30 janeiro, 2002

Cuidado

Sempre que sentia-se mais sensível, como estava ocorrendo nas últimas semanas, fechava-se no seu canto, com medo de chorar. Qualquer palavra dita sem muito cuidado a feriria e a levaria à vulnerabilidade das lágrimas na presença de quem quer que fosse. Defendia-se de tudo e de todos, fazia interpretações erradas que derrubavam-lhe o ânimo fragilizando-a ainda mais, por ver-se, então, exposta. E mostrar-se era algo que ela ainda não dominava. Ou não queria. Desejava manter-se oculta e a angústia vinha desta impossibilidade.
Os amigos começaram a achá-la chata, mal-humorada, desgostosa, séria.

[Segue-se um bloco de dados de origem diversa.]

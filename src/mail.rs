use anyhow::{anyhow, Context};
use async_trait::async_trait;
use reqwest::Client;
use serde_json::json;
use tracing::info;

use crate::config::MailConfig;

pub const RESET_SUBJECT: &str = "Password Reset Request for NutriTrack";

#[async_trait]
pub trait Mailer: Send + Sync {
    async fn send_password_reset(
        &self,
        to: &str,
        username: &str,
        reset_url: &str,
    ) -> anyhow::Result<()>;
}

pub fn reset_body(username: &str, reset_url: &str) -> String {
    format!(
        "Hello {username},\n\nPlease click the following link to reset your password: {reset_url}\n\n\
         The link expires in 30 minutes. If you did not request this, please ignore this email."
    )
}

/// Used when no mail relay is configured.
pub struct LogMailer;

#[async_trait]
impl Mailer for LogMailer {
    async fn send_password_reset(
        &self,
        to: &str,
        _username: &str,
        reset_url: &str,
    ) -> anyhow::Result<()> {
        info!(%to, %reset_url, "mail relay not configured; password reset link logged");
        Ok(())
    }
}

/// Posts messages to a JSON mail relay.
pub struct HttpMailer {
    http: Client,
    cfg: MailConfig,
}

impl HttpMailer {
    pub fn new(http: Client, cfg: MailConfig) -> Self {
        Self { http, cfg }
    }
}

#[async_trait]
impl Mailer for HttpMailer {
    async fn send_password_reset(
        &self,
        to: &str,
        username: &str,
        reset_url: &str,
    ) -> anyhow::Result<()> {
        let mut req = self.http.post(&self.cfg.api_url).json(&json!({
            "from": self.cfg.from,
            "to": [to],
            "subject": RESET_SUBJECT,
            "text": reset_body(username, reset_url),
        }));
        if let Some(key) = &self.cfg.api_key {
            req = req.bearer_auth(key);
        }
        let response = req.send().await.context("send reset mail")?;
        let status = response.status();
        if !status.is_success() {
            let body = response.text().await.unwrap_or_default();
            return Err(anyhow!("mail relay rejected message: {} {}", status, body));
        }
        info!(%to, "password reset mail sent");
        Ok(())
    }
}

#[cfg(test)]
#[derive(Debug, Clone, PartialEq)]
pub struct SentMail {
    pub to: String,
    pub username: String,
    pub reset_url: String,
}

#[cfg(test)]
#[derive(Default)]
pub struct RecordingMailer {
    sent: std::sync::Mutex<Vec<SentMail>>,
}

#[cfg(test)]
impl RecordingMailer {
    pub fn sent(&self) -> Vec<SentMail> {
        self.sent.lock().unwrap().clone()
    }
}

#[cfg(test)]
#[async_trait]
impl Mailer for RecordingMailer {
    async fn send_password_reset(
        &self,
        to: &str,
        username: &str,
        reset_url: &str,
    ) -> anyhow::Result<()> {
        self.sent.lock().unwrap().push(SentMail {
            to: to.into(),
            username: username.into(),
            reset_url: reset_url.into(),
        });
        Ok(())
    }
}
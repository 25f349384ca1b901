use serde::Serialize;
use serde_json::Value;
use time::OffsetDateTime;
use uuid::Uuid;

use super::{aggregate::display_result, repo_types::HistoryRecord};

/// Fields collected from the food form.
#[derive(Debug, Default)]
pub struct FoodForm {
    pub food_name: String,
    pub ingredients: String,
    pub preparation: String,
    /// Read and dropped; image analysis is not performed.
    pub photo_bytes: usize,
}

#[derive(Debug, Serialize)]
pub struct LoggedFoodResponse {
    pub id: Uuid,
    pub food_name: String,
    #[serde(with = "time::serde::rfc3339")]
    pub created_at: OffsetDateTime,
    pub result: Value,
}

#[derive(Debug, Serialize)]
pub struct HistoryItem {
    pub id: Uuid,
    pub food_name: String,
    pub ingredients: String,
    pub preparation: Option<String>,
    #[serde(with = "time::serde::rfc3339")]
    pub created_at: OffsetDateTime,
    pub parsed: Option<Value>,
    pub fully_parsed: bool,
}

impl From<HistoryRecord> for HistoryItem {
    fn from(r: HistoryRecord) -> Self {
        let parsed = display_result(&r.nutrition_result);
        Self {
            id: r.id,
            fully_parsed: parsed.is_some(),
            parsed,
            food_name: r.food_name,
            ingredients: r.ingredients,
            preparation: r.preparation,
            created_at: r.created_at,
        }
    }
}
//! # Trust Channel Table
//!
//! Maps every ordered pair of distinct trusted controllers to its directional
//! [`SessionKey`].
//!
//! ## Snapshot Publication
//!
//! The table is process-wide, read-mostly state. [`TrustChannels`] owns the
//! current snapshot behind an `Arc`:
//!
//! | Operation | Who | Effect |
//! |-----------|-----|--------|
//! | `snapshot()` | Broadcaster, listeners | Clone the current `Arc`, never blocks on rebuilds |
//! | `rotate_secret()` | Operator | Rebuild pairs touching one controller, publish |
//! | `revoke()` | Operator | Publish a table without any pair touching one controller |
//!
//! Writers are serialized and build the replacement table off to the side;
//! the only work done under the publish lock is swapping the `Arc`. A reader
//! therefore sees either the old table or the new one, never a mix.

use std::collections::BTreeMap;
use std::fmt;
use std::sync::{Arc, Mutex, PoisonError, RwLock};

use tracing::{debug, info, warn};

use crate::auth::TrustedPeerSet;
use crate::crypto::{SessionKey, SessionKeyDeriver};
use crate::identity::{ControllerId, KeyDirectory, SharedSecret};

/// Directed channel between two controllers.
pub type ChannelPair = (ControllerId, ControllerId);

/// Lookup miss against the trust channel table: the pair was never trusted,
/// or one endpoint has been revoked.
#[derive(Debug, Clone, PartialEq, Eq)]
pub struct KeyNotFound {
    pub source: ControllerId,
    pub destination: ControllerId,
}

impl fmt::Display for KeyNotFound {
    fn fmt(&self, f: &mut fmt::Formatter<'_>) -> fmt::Result {
        write!(
            f,
            "no trust channel from {} to {}",
            self.source, self.destination
        )
    }
}

impl std::error::Error for KeyNotFound {}

#[derive(Clone, Debug, Default, PartialEq, Eq)]
pub struct TrustChannelTable {
    keys: BTreeMap<ChannelPair, SessionKey>,
}

impl TrustChannelTable {
    /// Populate a key for every ordered pair of distinct trusted peers.
    pub fn build(directory: &KeyDirectory, trusted: &TrustedPeerSet) -> Self {
        let deriver = SessionKeyDeriver::new(directory, trusted);
        let mut keys = BTreeMap::new();

        for source in trusted {
            for destination in trusted {
                if source == destination {
                    continue;
                }
                match deriver.derive(source, destination) {
                    Ok(key) => {
                        keys.insert((source.clone(), destination.clone()), key);
                    }
                    Err(e) => {
                        warn!(%source, %destination, error = %e, "skipping trust channel");
                    }
                }
            }
        }

        debug!(channels = keys.len(), peers = trusted.len(), "trust channel table built");
        Self { keys }
    }

    pub fn lookup(
        &self,
        source: &ControllerId,
        destination: &ControllerId,
    ) -> Result<SessionKey, KeyNotFound> {
        self.keys
            .get(&(source.clone(), destination.clone()))
            .copied()
            .ok_or_else(|| KeyNotFound {
                source: source.clone(),
                destination: destination.clone(),
            })
    }

    pub fn contains(&self, source: &ControllerId, destination: &ControllerId) -> bool {
        self.keys.contains_key(&(source.clone(), destination.clone()))
    }

    pub fn len(&self) -> usize {
        self.keys.len()
    }

    pub fn is_empty(&self) -> bool {
        self.keys.is_empty()
    }

    pub fn pairs(&self) -> impl Iterator<Item = &ChannelPair> {
        self.keys.keys()
    }

    /// Copy of this table without the `source -> destination` channel.
    pub fn without_pair(&self, source: &ControllerId, destination: &ControllerId) -> Self {
        let mut keys = self.keys.clone();
        keys.remove(&(source.clone(), destination.clone()));
        Self { keys }
    }

    /// Copy of this table without any channel touching `peer`.
    pub fn without_peer(&self, peer: &ControllerId) -> Self {
        let keys = self
            .keys
            .iter()
            .filter(|((source, destination), _)| source != peer && destination != peer)
            .map(|(pair, key)| (pair.clone(), *key))
            .collect();
        Self { keys }
    }
}

struct WriterState {
    directory: KeyDirectory,
    trusted: TrustedPeerSet,
}

/// Owner of the published trust channel snapshot.
pub struct TrustChannels {
    writer: Mutex<WriterState>,
    current: RwLock<Arc<TrustChannelTable>>,
}

impl TrustChannels {
    /// Build the initial table once authentication has completed.
    pub fn establish(directory: KeyDirectory, trusted: TrustedPeerSet) -> Self {
        let table = TrustChannelTable::build(&directory, &trusted);
        info!(channels = table.len(), "trust channels established");
        Self {
            writer: Mutex::new(WriterState { directory, trusted }),
            current: RwLock::new(Arc::new(table)),
        }
    }

    /// Wrap an already built table. Used when the table comes from elsewhere
    /// (tests, or a table with pairs already removed).
    pub fn from_table(
        directory: KeyDirectory,
        trusted: TrustedPeerSet,
        table: TrustChannelTable,
    ) -> Self {
        Self {
            writer: Mutex::new(WriterState { directory, trusted }),
            current: RwLock::new(Arc::new(table)),
        }
    }

    /// Current consistent snapshot.
    pub fn snapshot(&self) -> Arc<TrustChannelTable> {
        self.current
            .read()
            .unwrap_or_else(PoisonError::into_inner)
            .clone()
    }

    pub fn trusted(&self) -> TrustedPeerSet {
        self.writer
            .lock()
            .unwrap_or_else(PoisonError::into_inner)
            .trusted
            .clone()
    }

    /// Replace the secret of `peer` and republish.
    ///
    /// Only the channels that have `peer` as an endpoint are rederived.
    /// Returns `false` when the secret is unchanged and nothing was published.
    pub fn rotate_secret(&self, peer: &ControllerId, secret: SharedSecret) -> bool {
        let mut writer = self.writer.lock().unwrap_or_else(PoisonError::into_inner);
        if writer.directory.get(peer) == Some(&secret) {
            return false;
        }

        let fingerprint = secret.fingerprint();
        writer.directory = writer.directory.with_secret(peer.clone(), secret);

        let current = self.snapshot();
        let deriver = SessionKeyDeriver::new(&writer.directory, &writer.trusted);
        let mut keys = current.keys.clone();
        for ((source, destination), key) in keys.iter_mut() {
            if source != peer && destination != peer {
                continue;
            }
            match deriver.derive(source, destination) {
                Ok(fresh) => *key = fresh,
                Err(e) => warn!(%source, %destination, error = %e, "rotation left stale key"),
            }
        }

        self.publish(TrustChannelTable { keys });
        info!(controller = %peer, fingerprint = %fingerprint, "secret rotated");
        true
    }

    /// Remove every channel touching `peer` and republish.
    pub fn revoke(&self, peer: &ControllerId) {
        let _writer = self.writer.lock().unwrap_or_else(PoisonError::into_inner);
        let next = self.snapshot().without_peer(peer);
        self.publish(next);
        info!(controller = %peer, "trust channels revoked");
    }

    fn publish(&self, table: TrustChannelTable) {
        let next = Arc::new(table);
        *self.current.write().unwrap_or_else(PoisonError::into_inner) = next;
    }
}
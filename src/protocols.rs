//! Collaborator traits the coordination core talks through.
//!
//! | Collaborator | Trait | Purpose |
//! |--------------|-------|---------|
//! | Transport | [`Transport`] | Hand a sealed envelope to one peer controller |
//! | Metrics | [`MetricsSource`](crate::metrics::MetricsSource) | Supply one sample per tick |
//!
//! The core assembles and authenticates every payload itself. Implementations
//! own actual network delivery, retries and timeouts.

use async_trait::async_trait;

use crate::identity::ControllerId;
use crate::messages::Envelope;

/// What the transport reports for one delivery attempt.
#[derive(Clone, Copy, Debug, PartialEq, Eq)]
pub enum SendOutcome {
    Ok,
    Unreachable,
}

/// Point-to-point delivery of sealed envelopes to peer controllers.
#[async_trait]
pub trait Transport: Send + Sync + 'static {
    async fn send(&self, destination: &ControllerId, envelope: Envelope) -> SendOutcome;
}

Diziam que ela estava em crise. O namorado não podia abrir a boca para sugerir-lhe sequer uma roupa porque ela imaginaria, tristemente, que ele não gostava do jeito dela. As neuroses pareciam quadruplicar-se e a carência subia a um nível extremo e exagerado de querer zelo. De ser querida. Afastou-se tanto. Queria ser auto-suficiente e suportar a convivência consigo mesma.
Cuidado. Foi o que eu pensei quando a observei. Cuidado com o que sente, procure alguém que te cuide, preserve quem te afaga, dê atenção ao seu corpo, toque com carinho nas partes que você menos gosta, olhe-as com atenção, chore quando quiser e o faça com a mesma naturalidade do sorrir, não se envergonhe de ser feia, tão pouco de ser bonita, porque se é o que se é e dane-se, portanto não se esconda nem exiba o que não é, porque nós não somos nada demais, você tem até estômago, veja só. E eu não sabia se estava querendo dizer isso tudo para ela, para mim ou para você. E me pareceu um pouco aqueles emails de "considerações sobre a vida". Dessa vez foi então eu que pensei: quero dizer isso e direi. Dane-se.